Stored data entries:
Content starts
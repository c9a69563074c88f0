//! Playback chunk queue and the capture-side SPSC ring.
//!
//! `ChunkQueue` is owned by the render engine and touched only from the audio
//! callback. The capture ring uses `ringbuf::HeapRb<f32>` whose `push_slice`
//! and `pop_slice` are wait-free, so the input-device callback can hand
//! microphone samples to the output callback without locking.

pub mod chunk;

use std::collections::VecDeque;

use ringbuf::{traits::Split, HeapRb};

pub use ringbuf::traits::{Consumer, Observer, Producer};

use chunk::AudioChunk;

/// Producer half of the capture ring, held by the input-device callback.
pub type CaptureProducer = ringbuf::HeapProd<f32>;

/// Consumer half of the capture ring, held by the output-device callback.
pub type CaptureConsumer = ringbuf::HeapCons<f32>;

/// Capture ring capacity: 2^15 = 32 768 samples ≈ 0.68 s at 48 kHz.
pub const CAPTURE_RING_CAPACITY: usize = 1 << 15;

/// Initial chunk slots reserved in the queue so steady-state enqueues
/// do not reallocate the deque.
const QUEUE_RESERVE: usize = 256;

/// Create a matched producer/consumer pair for capture samples.
pub fn create_capture_ring() -> (CaptureProducer, CaptureConsumer) {
    HeapRb::<f32>::new(CAPTURE_RING_CAPACITY).split()
}

/// Sample counts reported by [`ChunkQueue::occupancy`].
#[derive(Debug, Clone, Copy, PartialEq, Eq, Default)]
pub struct Occupancy {
    /// Every sample still queued, net of the head cursor.
    pub total: usize,
    /// Samples that count toward the fill target.
    pub consumable: usize,
}

/// Ordered queue of arrived chunks with a cursor into the partially played head.
///
/// Invariant: `offset < head.len()` whenever the queue is non-empty. Zero-length
/// chunks are never stored, which keeps the invariant trivially satisfiable.
#[derive(Debug)]
pub struct ChunkQueue {
    chunks: VecDeque<AudioChunk>,
    offset: usize,
}

impl Default for ChunkQueue {
    fn default() -> Self {
        Self::new()
    }
}

impl ChunkQueue {
    pub fn new() -> Self {
        Self {
            chunks: VecDeque::with_capacity(QUEUE_RESERVE),
            offset: 0,
        }
    }

    /// Append a chunk to the tail. Empty chunks contribute nothing and are dropped.
    pub fn enqueue(&mut self, chunk: AudioChunk) {
        if chunk.is_empty() {
            return;
        }
        self.chunks.push_back(chunk);
    }

    /// Number of chunks currently queued.
    pub fn len(&self) -> usize {
        self.chunks.len()
    }

    pub fn is_empty(&self) -> bool {
        self.chunks.is_empty()
    }

    /// Samples of the head chunk already played.
    pub fn offset(&self) -> usize {
        self.offset
    }

    /// Walk the queue and count total and consumable samples.
    ///
    /// Silent chunks are left out of `consumable` only while
    /// `skip_silence_when_idle && !in_playback`, so leading silence never
    /// satisfies the start threshold but mid-stream silence is played.
    pub fn occupancy(&self, skip_silence_when_idle: bool, in_playback: bool) -> Occupancy {
        let skip = skip_silence_when_idle && !in_playback;
        let mut occupancy = Occupancy::default();

        for (idx, chunk) in self.chunks.iter().enumerate() {
            let remaining = if idx == 0 {
                chunk.len() - self.offset
            } else {
                chunk.len()
            };
            occupancy.total += remaining;
            if skip && chunk.is_silence() {
                continue;
            }
            occupancy.consumable += remaining;
        }

        occupancy
    }

    /// Copy up to `dest.len()` samples starting at the cursor, retiring chunks
    /// as they are exhausted. Returns the number of samples written.
    ///
    /// With `skip_silence` set, silent chunks met along the way are discarded
    /// without contributing samples.
    pub fn drain_into(&mut self, dest: &mut [f32], skip_silence: bool) -> usize {
        let mut read = 0;

        while read < dest.len() {
            let Some(head) = self.chunks.front() else {
                break;
            };

            if skip_silence && head.is_silence() {
                self.chunks.pop_front();
                self.offset = 0;
                continue;
            }

            let available = &head.samples()[self.offset..];
            let take = available.len().min(dest.len() - read);
            dest[read..read + take].copy_from_slice(&available[..take]);
            read += take;

            if take == available.len() {
                self.chunks.pop_front();
                self.offset = 0;
            } else {
                self.offset += take;
            }
        }

        read
    }
}

#[cfg(test)]
mod tests {
    use super::*;

    fn tone(len: usize) -> AudioChunk {
        AudioChunk::new(vec![0.25; len])
    }

    fn silent(len: usize) -> AudioChunk {
        AudioChunk::new(vec![0.0; len])
    }

    #[test]
    fn idle_occupancy_excludes_silent_chunks() {
        let mut q = ChunkQueue::new();
        q.enqueue(tone(100));
        q.enqueue(silent(40));
        q.enqueue(tone(50));

        let occ = q.occupancy(true, false);
        assert_eq!(occ.total, 190);
        assert_eq!(occ.consumable, 150);
    }

    #[test]
    fn zero_length_silent_chunk_contributes_nothing() {
        let mut q = ChunkQueue::new();
        q.enqueue(tone(100));
        q.enqueue(silent(0));
        q.enqueue(tone(50));

        let occ = q.occupancy(true, false);
        assert_eq!(occ.total, 150);
        assert_eq!(occ.consumable, 150);
    }

    #[test]
    fn silence_counts_once_playing_or_when_skip_disabled() {
        let mut q = ChunkQueue::new();
        q.enqueue(tone(100));
        q.enqueue(silent(40));

        assert_eq!(q.occupancy(true, true).consumable, 140);
        assert_eq!(q.occupancy(false, false).consumable, 140);
    }

    #[test]
    fn occupancy_is_net_of_cursor() {
        let mut q = ChunkQueue::new();
        q.enqueue(tone(100));
        q.enqueue(tone(100));
        let mut dest = [0.0f32; 30];
        assert_eq!(q.drain_into(&mut dest, false), 30);

        assert_eq!(q.offset(), 30);
        let occ = q.occupancy(false, true);
        assert_eq!(occ.total, 170);
        assert_eq!(occ.consumable, 170);
        // Repeated calls before another drain agree.
        assert_eq!(q.occupancy(false, true), occ);
    }

    #[test]
    fn drain_spans_chunks_and_retires_them() {
        let mut q = ChunkQueue::new();
        q.enqueue(AudioChunk::new(vec![0.1, 0.2, 0.3]));
        q.enqueue(AudioChunk::new(vec![0.4, 0.5]));

        let mut dest = [0.0f32; 4];
        let read = q.drain_into(&mut dest, false);
        assert_eq!(read, 4);
        assert_eq!(dest, [0.1, 0.2, 0.3, 0.4]);
        assert_eq!(q.len(), 1);
        assert_eq!(q.offset(), 1);
    }

    #[test]
    fn drain_stops_short_when_exhausted() {
        let mut q = ChunkQueue::new();
        q.enqueue(tone(10));
        let mut dest = [9.0f32; 16];
        assert_eq!(q.drain_into(&mut dest, false), 10);
        assert!(q.is_empty());
        assert_eq!(q.offset(), 0);
        assert_eq!(dest[10], 9.0, "drain must not touch the unfilled tail");
    }

    #[test]
    fn drain_skips_silence_only_when_asked() {
        let mut q = ChunkQueue::new();
        q.enqueue(silent(20));
        q.enqueue(AudioChunk::new(vec![0.5; 5]));

        let mut dest = [0.0f32; 5];
        assert_eq!(q.drain_into(&mut dest, true), 5);
        assert_eq!(dest, [0.5; 5]);
        assert!(q.is_empty());

        q.enqueue(silent(3));
        let mut dest = [1.0f32; 3];
        assert_eq!(q.drain_into(&mut dest, false), 3);
        assert_eq!(dest, [0.0; 3]);
    }

    #[test]
    fn capture_ring_round_trips_samples() {
        let (mut prod, mut cons) = create_capture_ring();
        assert_eq!(prod.push_slice(&[0.1, 0.2, 0.3]), 3);
        let mut out = [0.0f32; 8];
        assert_eq!(cons.pop_slice(&mut out), 3);
        assert_eq!(&out[..3], &[0.1, 0.2, 0.3]);
    }
}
Content ends
● EXERCISE: Give back exactly the lines above, from the line containing "callback. The capture" through the line containing "#[derive(Debug, Clone, Copy, PartialEq, Eq, Default)]", with both end lines and nothing more.

● OUTPUT OF THE EXERCISE:
//! callback. The capture ring uses `ringbuf::HeapRb<f32>` whose `push_slice`
//! and `pop_slice` are wait-free, so the input-device callback can hand
//! microphone samples to the output callback without locking.

pub mod chunk;

use std::collections::VecDeque;

use ringbuf::{traits::Split, HeapRb};

pub use ringbuf::traits::{Consumer, Observer, Producer};

use chunk::AudioChunk;

/// Producer half of the capture ring, held by the input-device callback.
pub type CaptureProducer = ringbuf::HeapProd<f32>;

/// Consumer half of the capture ring, held by the output-device callback.
pub type CaptureConsumer = ringbuf::HeapCons<f32>;

/// Capture ring capacity: 2^15 = 32 768 samples ≈ 0.68 s at 48 kHz.
pub const CAPTURE_RING_CAPACITY: usize = 1 << 15;

/// Initial chunk slots reserved in the queue so steady-state enqueues
/// do not reallocate the deque.
const QUEUE_RESERVE: usize = 256;

/// Create a matched producer/consumer pair for capture samples.
pub fn create_capture_ring() -> (CaptureProducer, CaptureConsumer) {
    HeapRb::<f32>::new(CAPTURE_RING_CAPACITY).split()
}

/// Sample counts reported by [`ChunkQueue::occupancy`].
#[derive(Debug, Clone, Copy, PartialEq, Eq, Default)]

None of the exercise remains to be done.